В одном из отделов ВИЭМа было решено наладить изучение строения биологически важных веществ различными физическими методами. Это направление возглавлялось биохимиком С.Р. Мардашевым. В основу этих работ была положена идея – от простого к сложному. Тогда никто не мечтал в обозримом будущем исследовать структуру таких огромных и сложных молекул, как белки. Что же касается нуклеиновых кислот, то о них химики имели вообще самое смутное представление. Но знали, что белок построен из полипептидов, а полипептиды состоят из аминокислот, следовательно, с них и надо начинать.

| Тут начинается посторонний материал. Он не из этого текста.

//! Script rendering, preview sinks and clipboard exporters

use serde::Serialize;
use serde_json::ser::PrettyFormatter;
use serde_json::Value;
use std::io::Write;
use std::path::PathBuf;
use std::time::{Duration, Instant};

use crate::domain::{ClipboardExporter, PreviewRenderer};
use crate::error::{ExportError, GenerateResult};

pub const SCRIPT_OPEN: &str = "<script type=\"application/ld+json\">";
pub const SCRIPT_CLOSE: &str = "</script>";

/// Pretty JSON with a 4-space indent
pub fn to_pretty_json(schema: &Value) -> GenerateResult<String> {
    let mut buf = Vec::new();
    let formatter = PrettyFormatter::with_indent(b"    ");
    let mut ser = serde_json::Serializer::with_formatter(&mut buf, formatter);
    schema.serialize(&mut ser)?;
    Ok(String::from_utf8(buf)?)
}

pub fn wrap_script(json: &str) -> String {
    format!("{}\n{}\n{}", SCRIPT_OPEN, json, SCRIPT_CLOSE)
}

/// The complete artifact: pretty JSON inside the JSON-LD script tag
pub fn render_script(schema: &Value) -> GenerateResult<String> {
    Ok(wrap_script(&to_pretty_json(schema)?))
}

// ============================================================================
// Preview renderers
// ============================================================================

/// Keeps the latest script and counts renders
#[derive(Debug, Default)]
pub struct BufferPreview {
    latest: Option<String>,
    renders: usize,
}

impl BufferPreview {
    pub fn new() -> Self {
        Self::default()
    }

    pub fn latest(&self) -> Option<&str> {
        self.latest.as_deref()
    }

    pub fn renders(&self) -> usize {
        self.renders
    }
}

impl PreviewRenderer for BufferPreview {
    fn render(&mut self, script: &str) {
        self.latest = Some(script.to_string());
        self.renders += 1;
    }
}

// ============================================================================
// Clipboard exporters
// ============================================================================

/// In-process clipboard
#[derive(Debug, Default)]
pub struct MemoryClipboard {
    contents: Option<String>,
}

impl MemoryClipboard {
    pub fn new() -> Self {
        Self::default()
    }

    pub fn contents(&self) -> Option<&str> {
        self.contents.as_deref()
    }
}

impl ClipboardExporter for MemoryClipboard {
    fn write_text(&mut self, text: &str) -> Result<(), ExportError> {
        self.contents = Some(text.to_string());
        Ok(())
    }
}

/// Writes the exported text to a file, replacing its contents
#[derive(Debug, Clone)]
pub struct FileExporter {
    path: PathBuf,
}

impl FileExporter {
    pub fn new(path: impl Into<PathBuf>) -> Self {
        Self { path: path.into() }
    }

    pub fn path(&self) -> &std::path::Path {
        &self.path
    }
}

impl ClipboardExporter for FileExporter {
    fn write_text(&mut self, text: &str) -> Result<(), ExportError> {
        if let Some(parent) = self.path.parent() {
            if !parent.as_os_str().is_empty() {
                std::fs::create_dir_all(parent)?;
            }
        }
        let mut file = std::fs::File::create(&self.path)?;
        file.write_all(text.as_bytes())?;
        tracing::info!("Exported {} bytes to {}", text.len(), self.path.display());
        Ok(())
    }
}

// ============================================================================
// Copy feedback
// ============================================================================

/// Copy button label that reads "Copied!" for a short window after a copy
#[derive(Debug, Clone)]
pub struct CopyFeedback {
    label: String,
    copied_label: String,
    window: Duration,
    copied_at: Option<Instant>,
}

impl CopyFeedback {
    pub fn new(label: impl Into<String>, copied_label: impl Into<String>, window: Duration) -> Self {
        Self {
            label: label.into(),
            copied_label: copied_label.into(),
            window,
            copied_at: None,
        }
    }

    pub fn mark_copied(&mut self, now: Instant) {
        self.copied_at = Some(now);
    }

    pub fn label(&self, now: Instant) -> &str {
        match self.copied_at {
            Some(at) if now.saturating_duration_since(at) < self.window => &self.copied_label,
            _ => &self.label,
        }
    }
}

impl Default for CopyFeedback {
    fn default() -> Self {
        Self::new("Copy", "Copied!", Duration::from_secs(2))
    }
}
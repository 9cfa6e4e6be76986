use serde_json::{json, Map, Value};

use super::{collapse, date_time, field, schema_uri};
use crate::forms::{EventForm, Ticket};

fn offer(ticket: &Ticket, currency: &str) -> Value {
    json!({
        "@type": "Offer",
        "name": field(&ticket.name),
        "price": field(&ticket.price),
        "priceCurrency": currency,
        "validFrom": field(&ticket.valid_from),
        "url": field(&ticket.url),
        "availability": schema_uri(&ticket.availability),
    })
}

/// A ticket row counts once it has a name, a price or a url
fn is_sold(ticket: &Ticket) -> bool {
    [&ticket.name, &ticket.price, &ticket.url]
        .iter()
        .any(|f| !field(f).is_empty())
}

pub fn map_event(form: &EventForm) -> Value {
    let currency = field(&form.currency);
    let offers: Vec<Value> = form
        .tickets
        .values()
        .filter(|t| is_sold(t))
        .map(|t| offer(t, currency))
        .collect();

    let mut schema = Map::new();
    schema.insert("@context".into(), json!("https://schema.org"));
    schema.insert("@type".into(), json!("Event"));
    schema.insert("name".into(), json!(field(&form.name)));
    schema.insert(
        "startDate".into(),
        json!(date_time(&form.start_date, &form.start_time)),
    );
    schema.insert("eventStatus".into(), json!(schema_uri(&form.status)));
    if let Some(offers) = collapse(offers) {
        schema.insert("offers".into(), offers);
    }
    schema.insert("image".into(), json!(field(&form.image)));
    schema.insert("description".into(), json!(field(&form.description)));
    schema.insert(
        "endDate".into(),
        json!(date_time(&form.end_date, &form.end_time)),
    );
    schema.insert(
        "eventAttendanceMode".into(),
        json!(schema_uri(&form.attendance_mode)),
    );

    let performer_type = field(&form.performer_type);
    let performer_name = field(&form.performer_name);
    if !performer_type.is_empty() && !performer_name.is_empty() {
        schema.insert(
            "performer".into(),
            json!({ "@type": performer_type, "name": performer_name }),
        );
    }

    Value::Object(schema)
}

Эта абсолютно правильная идея, которая и привела в конечном счете к успеху в решении структурной проблемы в биологии, начала разрабатываться примерно тогда же и в США Лайнусом Полингом.
Масштаб – сто миллионов
Во время второй мировой войны наша страна и Америка находились далеко не в равном положении. Относительно скромное участие США в войне разрешало им не только не свертывать, но даже развивать теоретические научные исследования, которые не имели непосредственного отношения к военному потенциалу.
Совсем не так было у нас. Исследования, не работавшие на оборону, были прекращены, и лаборатории, повернуть которые на военные дела было невозможно, поддерживались в состоянии своего рода анабиоза. Их не закрывали, так как помнили, что наступит победный конец войне, и мирились с тем, что некоторые силы, необходимые потом, существуют в состоянии спячки. Два-три научных работника, представляющие ту или иную область, сохранялись так, как в голодные годы берегут семена будущего урожая…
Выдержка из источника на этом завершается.